| WHAT TO DO |
There is material below. Print exactly the lines starting at the line with "fn chart_url(symbol: &str, start: NaiveDate, end: NaiveDate)" and ending at the line with "let quote = data", ends included, and no others.
•••
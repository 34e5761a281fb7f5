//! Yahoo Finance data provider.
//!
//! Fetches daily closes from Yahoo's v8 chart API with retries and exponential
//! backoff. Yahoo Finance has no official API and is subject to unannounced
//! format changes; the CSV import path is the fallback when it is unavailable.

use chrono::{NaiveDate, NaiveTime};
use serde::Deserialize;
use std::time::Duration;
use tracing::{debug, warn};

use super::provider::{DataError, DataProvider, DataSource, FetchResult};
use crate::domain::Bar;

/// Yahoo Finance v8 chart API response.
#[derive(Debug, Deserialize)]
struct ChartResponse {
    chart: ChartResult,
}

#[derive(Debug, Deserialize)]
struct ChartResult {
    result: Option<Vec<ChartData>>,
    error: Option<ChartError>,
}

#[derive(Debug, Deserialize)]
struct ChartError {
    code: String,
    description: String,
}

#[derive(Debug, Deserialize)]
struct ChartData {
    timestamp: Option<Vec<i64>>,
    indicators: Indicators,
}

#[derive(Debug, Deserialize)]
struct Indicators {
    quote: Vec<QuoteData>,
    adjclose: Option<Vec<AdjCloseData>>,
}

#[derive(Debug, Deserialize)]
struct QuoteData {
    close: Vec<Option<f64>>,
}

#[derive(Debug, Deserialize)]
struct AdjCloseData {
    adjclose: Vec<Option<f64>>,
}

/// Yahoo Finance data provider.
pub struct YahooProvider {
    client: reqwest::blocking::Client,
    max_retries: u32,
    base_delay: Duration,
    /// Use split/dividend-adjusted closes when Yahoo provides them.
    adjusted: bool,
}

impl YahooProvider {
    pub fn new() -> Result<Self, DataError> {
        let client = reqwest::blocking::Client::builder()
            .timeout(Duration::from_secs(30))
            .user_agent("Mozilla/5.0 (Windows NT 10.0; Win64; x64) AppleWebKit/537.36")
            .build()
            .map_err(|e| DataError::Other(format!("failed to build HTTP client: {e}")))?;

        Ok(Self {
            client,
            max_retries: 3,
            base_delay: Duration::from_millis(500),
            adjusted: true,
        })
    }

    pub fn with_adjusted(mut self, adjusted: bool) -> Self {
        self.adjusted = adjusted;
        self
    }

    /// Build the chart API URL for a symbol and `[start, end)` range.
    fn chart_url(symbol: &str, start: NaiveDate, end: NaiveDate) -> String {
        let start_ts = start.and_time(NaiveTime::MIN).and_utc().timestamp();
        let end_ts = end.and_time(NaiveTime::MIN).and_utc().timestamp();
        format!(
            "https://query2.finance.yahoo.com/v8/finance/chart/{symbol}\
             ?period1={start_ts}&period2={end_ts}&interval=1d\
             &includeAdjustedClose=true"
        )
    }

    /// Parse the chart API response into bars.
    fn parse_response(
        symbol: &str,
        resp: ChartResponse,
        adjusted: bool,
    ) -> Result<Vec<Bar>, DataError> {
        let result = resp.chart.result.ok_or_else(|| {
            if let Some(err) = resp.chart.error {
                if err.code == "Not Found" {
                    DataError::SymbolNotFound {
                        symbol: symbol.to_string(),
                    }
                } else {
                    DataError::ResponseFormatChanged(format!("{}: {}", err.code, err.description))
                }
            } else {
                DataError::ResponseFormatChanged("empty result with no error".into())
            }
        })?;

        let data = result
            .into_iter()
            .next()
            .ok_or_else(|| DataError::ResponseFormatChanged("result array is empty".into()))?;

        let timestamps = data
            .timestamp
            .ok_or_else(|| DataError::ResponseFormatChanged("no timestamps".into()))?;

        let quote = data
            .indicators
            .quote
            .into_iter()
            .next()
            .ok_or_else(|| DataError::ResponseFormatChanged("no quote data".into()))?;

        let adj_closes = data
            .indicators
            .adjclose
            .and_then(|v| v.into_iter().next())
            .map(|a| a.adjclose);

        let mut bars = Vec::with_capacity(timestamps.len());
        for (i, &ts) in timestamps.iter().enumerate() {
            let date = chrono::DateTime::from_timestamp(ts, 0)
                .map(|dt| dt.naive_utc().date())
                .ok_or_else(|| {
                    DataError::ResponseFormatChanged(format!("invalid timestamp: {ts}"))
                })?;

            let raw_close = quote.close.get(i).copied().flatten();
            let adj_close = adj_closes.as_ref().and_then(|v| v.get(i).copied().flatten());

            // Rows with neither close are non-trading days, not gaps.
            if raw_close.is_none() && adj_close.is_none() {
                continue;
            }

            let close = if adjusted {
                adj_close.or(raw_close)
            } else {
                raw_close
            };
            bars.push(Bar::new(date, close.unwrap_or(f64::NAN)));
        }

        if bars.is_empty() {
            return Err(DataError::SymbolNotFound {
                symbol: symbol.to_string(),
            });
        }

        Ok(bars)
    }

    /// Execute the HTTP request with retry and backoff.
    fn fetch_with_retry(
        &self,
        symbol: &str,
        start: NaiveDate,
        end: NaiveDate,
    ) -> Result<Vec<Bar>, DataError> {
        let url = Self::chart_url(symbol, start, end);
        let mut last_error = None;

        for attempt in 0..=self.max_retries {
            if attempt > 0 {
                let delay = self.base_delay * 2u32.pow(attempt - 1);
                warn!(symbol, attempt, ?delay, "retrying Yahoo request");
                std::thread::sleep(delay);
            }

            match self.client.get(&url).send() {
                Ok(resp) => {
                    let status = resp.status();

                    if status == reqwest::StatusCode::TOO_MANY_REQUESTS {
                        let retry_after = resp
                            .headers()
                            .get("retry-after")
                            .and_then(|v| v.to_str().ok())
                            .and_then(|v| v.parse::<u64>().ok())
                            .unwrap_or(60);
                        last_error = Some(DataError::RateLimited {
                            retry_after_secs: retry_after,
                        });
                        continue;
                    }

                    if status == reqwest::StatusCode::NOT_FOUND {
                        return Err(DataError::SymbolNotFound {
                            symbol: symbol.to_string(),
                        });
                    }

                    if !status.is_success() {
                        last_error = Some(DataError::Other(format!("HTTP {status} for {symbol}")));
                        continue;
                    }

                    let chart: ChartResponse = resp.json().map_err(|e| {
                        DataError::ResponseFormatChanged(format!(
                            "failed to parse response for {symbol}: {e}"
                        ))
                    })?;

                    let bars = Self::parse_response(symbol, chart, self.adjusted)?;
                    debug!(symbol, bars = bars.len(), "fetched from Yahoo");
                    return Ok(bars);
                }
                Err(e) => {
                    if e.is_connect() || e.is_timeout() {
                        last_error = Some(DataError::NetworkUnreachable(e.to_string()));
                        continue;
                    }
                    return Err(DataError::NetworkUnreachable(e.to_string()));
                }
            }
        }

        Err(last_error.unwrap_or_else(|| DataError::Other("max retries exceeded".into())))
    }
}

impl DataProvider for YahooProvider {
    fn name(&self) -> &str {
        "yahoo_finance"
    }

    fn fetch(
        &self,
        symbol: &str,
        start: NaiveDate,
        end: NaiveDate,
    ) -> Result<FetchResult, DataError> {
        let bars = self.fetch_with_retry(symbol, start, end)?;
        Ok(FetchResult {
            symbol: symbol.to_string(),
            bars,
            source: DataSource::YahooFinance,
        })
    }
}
•••
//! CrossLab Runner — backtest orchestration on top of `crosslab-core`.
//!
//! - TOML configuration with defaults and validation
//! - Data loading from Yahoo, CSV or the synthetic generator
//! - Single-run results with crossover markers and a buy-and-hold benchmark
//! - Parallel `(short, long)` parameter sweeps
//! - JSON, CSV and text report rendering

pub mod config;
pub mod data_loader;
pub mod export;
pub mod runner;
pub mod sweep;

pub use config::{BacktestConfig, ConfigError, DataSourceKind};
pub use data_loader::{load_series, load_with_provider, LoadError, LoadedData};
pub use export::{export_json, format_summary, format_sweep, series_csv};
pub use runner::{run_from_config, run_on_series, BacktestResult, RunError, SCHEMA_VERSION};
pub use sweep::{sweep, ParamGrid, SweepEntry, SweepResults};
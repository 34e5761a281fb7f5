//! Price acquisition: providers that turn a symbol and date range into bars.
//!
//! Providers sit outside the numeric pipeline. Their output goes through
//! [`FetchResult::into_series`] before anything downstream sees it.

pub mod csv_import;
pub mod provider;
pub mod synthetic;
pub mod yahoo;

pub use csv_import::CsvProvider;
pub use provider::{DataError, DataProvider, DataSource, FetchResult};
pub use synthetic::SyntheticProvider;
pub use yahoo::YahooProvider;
•••
| WRITTEN ANSWER |
    fn chart_url(symbol: &str, start: NaiveDate, end: NaiveDate) -> String {
        let start_ts = start.and_time(NaiveTime::MIN).and_utc().timestamp();
        let end_ts = end.and_time(NaiveTime::MIN).and_utc().timestamp();
        format!(
            "https://query2.finance.yahoo.com/v8/finance/chart/{symbol}\
             ?period1={start_ts}&period2={end_ts}&interval=1d\
             &includeAdjustedClose=true"
        )
    }

    /// Parse the chart API response into bars.
    fn parse_response(
        symbol: &str,
        resp: ChartResponse,
        adjusted: bool,
    ) -> Result<Vec<Bar>, DataError> {
        let result = resp.chart.result.ok_or_else(|| {
            if let Some(err) = resp.chart.error {
                if err.code == "Not Found" {
                    DataError::SymbolNotFound {
                        symbol: symbol.to_string(),
                    }
                } else {
                    DataError::ResponseFormatChanged(format!("{}: {}", err.code, err.description))
                }
            } else {
                DataError::ResponseFormatChanged("empty result with no error".into())
            }
        })?;

        let data = result
            .into_iter()
            .next()
            .ok_or_else(|| DataError::ResponseFormatChanged("result array is empty".into()))?;

        let timestamps = data
            .timestamp
            .ok_or_else(|| DataError::ResponseFormatChanged("no timestamps".into()))?;

        let quote = data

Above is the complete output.